▶ [ASSIGNED TASK]
Print the records below exactly; all of them are needed.

DATA EXCERPTS below:

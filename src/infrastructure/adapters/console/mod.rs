//! Console transport for development/testing
//!
//! Reads simulated protocol events from stdin, one per line:
//!
//! ```text
//! alice@example.com/phone: hello     message from alice
//! !error alice@example.com: boom     error-type message
//! !online alice@example.com          presence available
//! !offline alice@example.com         presence unavailable
//! !presence alice@example.com        presence without availability
//! !subscribe bob@example.com         subscription request
//! ```
//!
//! Outbound traffic is printed to stdout.

use async_trait::async_trait;
use std::sync::Mutex;
use tokio::io::{AsyncBufReadExt, BufReader};
use tokio::sync::mpsc;
use tokio::task::JoinHandle;
use tracing::{debug, info, warn};
use crate::application::errors::TransportError;
use crate::domain::entities::{Availability, ChatMessage, Credentials, Identity, InboundMessage};
use crate::domain::traits::{Transport, TransportEvent};

/// Console transport adapter for local development
pub struct ConsoleTransport {
    sender: Mutex<Option<mpsc::Sender<TransportEvent>>>,
    receiver: tokio::sync::Mutex<mpsc::Receiver<TransportEvent>>,
    reader: Mutex<Option<JoinHandle<()>>>,
}

impl ConsoleTransport {
    pub fn new() -> Self {
        let (tx, rx) = mpsc::channel(64);
        Self {
            sender: Mutex::new(Some(tx)),
            receiver: tokio::sync::Mutex::new(rx),
            reader: Mutex::new(None),
        }
    }
}

impl Default for ConsoleTransport {
    fn default() -> Self {
        Self::new()
    }
}

/// Parse one console line into an event. Blank lines and lines without a
/// sender yield `None`.
pub fn parse_line(line: &str) -> Option<TransportEvent> {
    let line = line.trim();
    if line.is_empty() {
        return None;
    }

    if let Some(rest) = line.strip_prefix('!') {
        let (verb, arg) = rest.split_once(char::is_whitespace).unwrap_or((rest, ""));
        let arg = arg.trim();
        return match verb {
            "online" => presence(arg, Availability::Available),
            "offline" => presence(arg, Availability::Unavailable),
            "presence" => presence(arg, Availability::Unspecified),
            "subscribe" if !arg.is_empty() => Some(TransportEvent::SubscriptionRequest {
                requester: Identity::parse(arg),
            }),
            "error" => {
                let (from, body) = arg.split_once(':')?;
                Some(TransportEvent::Message(InboundMessage::error(from, body.trim_start())))
            }
            _ => None,
        };
    }

    let (from, body) = line.split_once(':')?;
    if from.trim().is_empty() {
        return None;
    }
    Some(TransportEvent::Message(InboundMessage::new(from, body.trim_start())))
}

fn presence(who: &str, availability: Availability) -> Option<TransportEvent> {
    if who.is_empty() {
        return None;
    }
    Some(TransportEvent::Presence {
        who: Identity::parse(who),
        availability,
    })
}

#[async_trait]
impl Transport for ConsoleTransport {
    async fn connect(&self) -> Result<(), TransportError> {
        let tx = self
            .sender
            .lock()
            .map_err(|_| TransportError::Connect("Lock poisoned".to_string()))?
            .take()
            .ok_or_else(|| TransportError::Connect("Already connected".to_string()))?;

        let handle = tokio::spawn(async move {
            let mut lines = BufReader::new(tokio::io::stdin()).lines();
            while let Ok(Some(line)) = lines.next_line().await {
                match parse_line(&line) {
                    Some(event) => {
                        if tx.send(event).await.is_err() {
                            break;
                        }
                    }
                    None if !line.trim().is_empty() => {
                        warn!("Unrecognised console input: {}", line);
                    }
                    None => {}
                }
            }
        });

        if let Ok(mut reader) = self.reader.lock() {
            *reader = Some(handle);
        }
        info!("Console transport connected (dev mode)");
        Ok(())
    }

    async fn authenticate(&self, identity: &Identity, _credentials: &Credentials) -> Result<(), TransportError> {
        debug!("Console transport accepts any credentials for {}", identity);
        Ok(())
    }

    async fn accept_subscription(&self, requester: &Identity) -> Result<(), TransportError> {
        println!("[SUBSCRIBED] {}", requester);
        Ok(())
    }

    async fn send(&self, message: ChatMessage) -> Result<(), TransportError> {
        println!("[BOT -> {}] {}", message.to, message.body);
        Ok(())
    }

    async fn announce_presence(&self, status: &str) -> Result<(), TransportError> {
        println!("[PRESENCE] {}", status);
        Ok(())
    }

    async fn next_event(&self) -> Option<TransportEvent> {
        self.receiver.lock().await.recv().await
    }

    async fn close(&self) -> Result<(), TransportError> {
        // Dropping the reader drops the sender, which ends the event stream
        if let Some(handle) = self.reader.lock().ok().and_then(|mut r| r.take()) {
            handle.abort();
        }
        info!("Console transport closed");
        Ok(())
    }
}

End of DATA EXCERPTS.

▶ [RESULT OF THE TASK]
filename src/infrastructure/adapters/console/mod.rs
//! Console transport for development/testing
//!
//! Reads simulated protocol events from stdin, one per line:
//!
//! ```text
//! alice@example.com/phone: hello     message from alice
//! !error alice@example.com: boom     error-type message
//! !online alice@example.com          presence available
//! !offline alice@example.com         presence unavailable
//! !presence alice@example.com        presence without availability
//! !subscribe bob@example.com         subscription request
//! ```
//!
//! Outbound traffic is printed to stdout.

use async_trait::async_trait;
use std::sync::Mutex;
use tokio::io::{AsyncBufReadExt, BufReader};
use tokio::sync::mpsc;
use tokio::task::JoinHandle;
use tracing::{debug, info, warn};
use crate::application::errors::TransportError;
use crate::domain::entities::{Availability, ChatMessage, Credentials, Identity, InboundMessage};
use crate::domain::traits::{Transport, TransportEvent};

/// Console transport adapter for local development
pub struct ConsoleTransport {
    sender: Mutex<Option<mpsc::Sender<TransportEvent>>>,
    receiver: tokio::sync::Mutex<mpsc::Receiver<TransportEvent>>,
    reader: Mutex<Option<JoinHandle<()>>>,
}

impl ConsoleTransport {
    pub fn new() -> Self {
        let (tx, rx) = mpsc::channel(64);
        Self {
            sender: Mutex::new(Some(tx)),
            receiver: tokio::sync::Mutex::new(rx),
            reader: Mutex::new(None),
        }
    }
}

impl Default for ConsoleTransport {
    fn default() -> Self {
        Self::new()
    }
}

/// Parse one console line into an event. Blank lines and lines without a
/// sender yield `None`.
pub fn parse_line(line: &str) -> Option<TransportEvent> {
    let line = line.trim();
    if line.is_empty() {
        return None;
    }

    if let Some(rest) = line.strip_prefix('!') {
        let (verb, arg) = rest.split_once(char::is_whitespace).unwrap_or((rest, ""));
        let arg = arg.trim();
        return match verb {
            "online" => presence(arg, Availability::Available),
            "offline" => presence(arg, Availability::Unavailable),
            "presence" => presence(arg, Availability::Unspecified),
            "subscribe" if !arg.is_empty() => Some(TransportEvent::SubscriptionRequest {
                requester: Identity::parse(arg),
            }),
            "error" => {
                let (from, body) = arg.split_once(':')?;
                Some(TransportEvent::Message(InboundMessage::error(from, body.trim_start())))
            }
            _ => None,
        };
    }

    let (from, body) = line.split_once(':')?;
    if from.trim().is_empty() {
        return None;
    }
    Some(TransportEvent::Message(InboundMessage::new(from, body.trim_start())))
}

fn presence(who: &str, availability: Availability) -> Option<TransportEvent> {
    if who.is_empty() {
        return None;
    }
    Some(TransportEvent::Presence {
        who: Identity::parse(who),
        availability,
    })
}

#[async_trait]
impl Transport for ConsoleTransport {
    async fn connect(&self) -> Result<(), TransportError> {
        let tx = self
            .sender
            .lock()
            .map_err(|_| TransportError::Connect("Lock poisoned".to_string()))?
            .take()
            .ok_or_else(|| TransportError::Connect("Already connected".to_string()))?;

        let handle = tokio::spawn(async move {
            let mut lines = BufReader::new(tokio::io::stdin()).lines();
            while let Ok(Some(line)) = lines.next_line().await {
                match parse_line(&line) {
                    Some(event) => {
                        if tx.send(event).await.is_err() {
                            break;
                        }
                    }
                    None if !line.trim().is_empty() => {
                        warn!("Unrecognised console input: {}", line);
                    }
                    None => {}
                }
            }
        });

        if let Ok(mut reader) = self.reader.lock() {
            *reader = Some(handle);
        }
        info!("Console transport connected (dev mode)");
        Ok(())
    }

    async fn authenticate(&self, identity: &Identity, _credentials: &Credentials) -> Result<(), TransportError> {
        debug!("Console transport accepts any credentials for {}", identity);
        Ok(())
    }

    async fn accept_subscription(&self, requester: &Identity) -> Result<(), TransportError> {
        println!("[SUBSCRIBED] {}", requester);
        Ok(())
    }

    async fn send(&self, message: ChatMessage) -> Result<(), TransportError> {
        println!("[BOT -> {}] {}", message.to, message.body);
        Ok(())
    }

    async fn announce_presence(&self, status: &str) -> Result<(), TransportError> {
        println!("[PRESENCE] {}", status);
        Ok(())
    }

    async fn next_event(&self) -> Option<TransportEvent> {
        self.receiver.lock().await.recv().await
    }

    async fn close(&self) -> Result<(), TransportError> {
        // Dropping the reader drops the sender, which ends the event stream
        if let Some(handle) = self.reader.lock().ok().and_then(|mut r| r.take()) {
            handle.abort();
        }
        info!("Console transport closed");
        Ok(())
    }
}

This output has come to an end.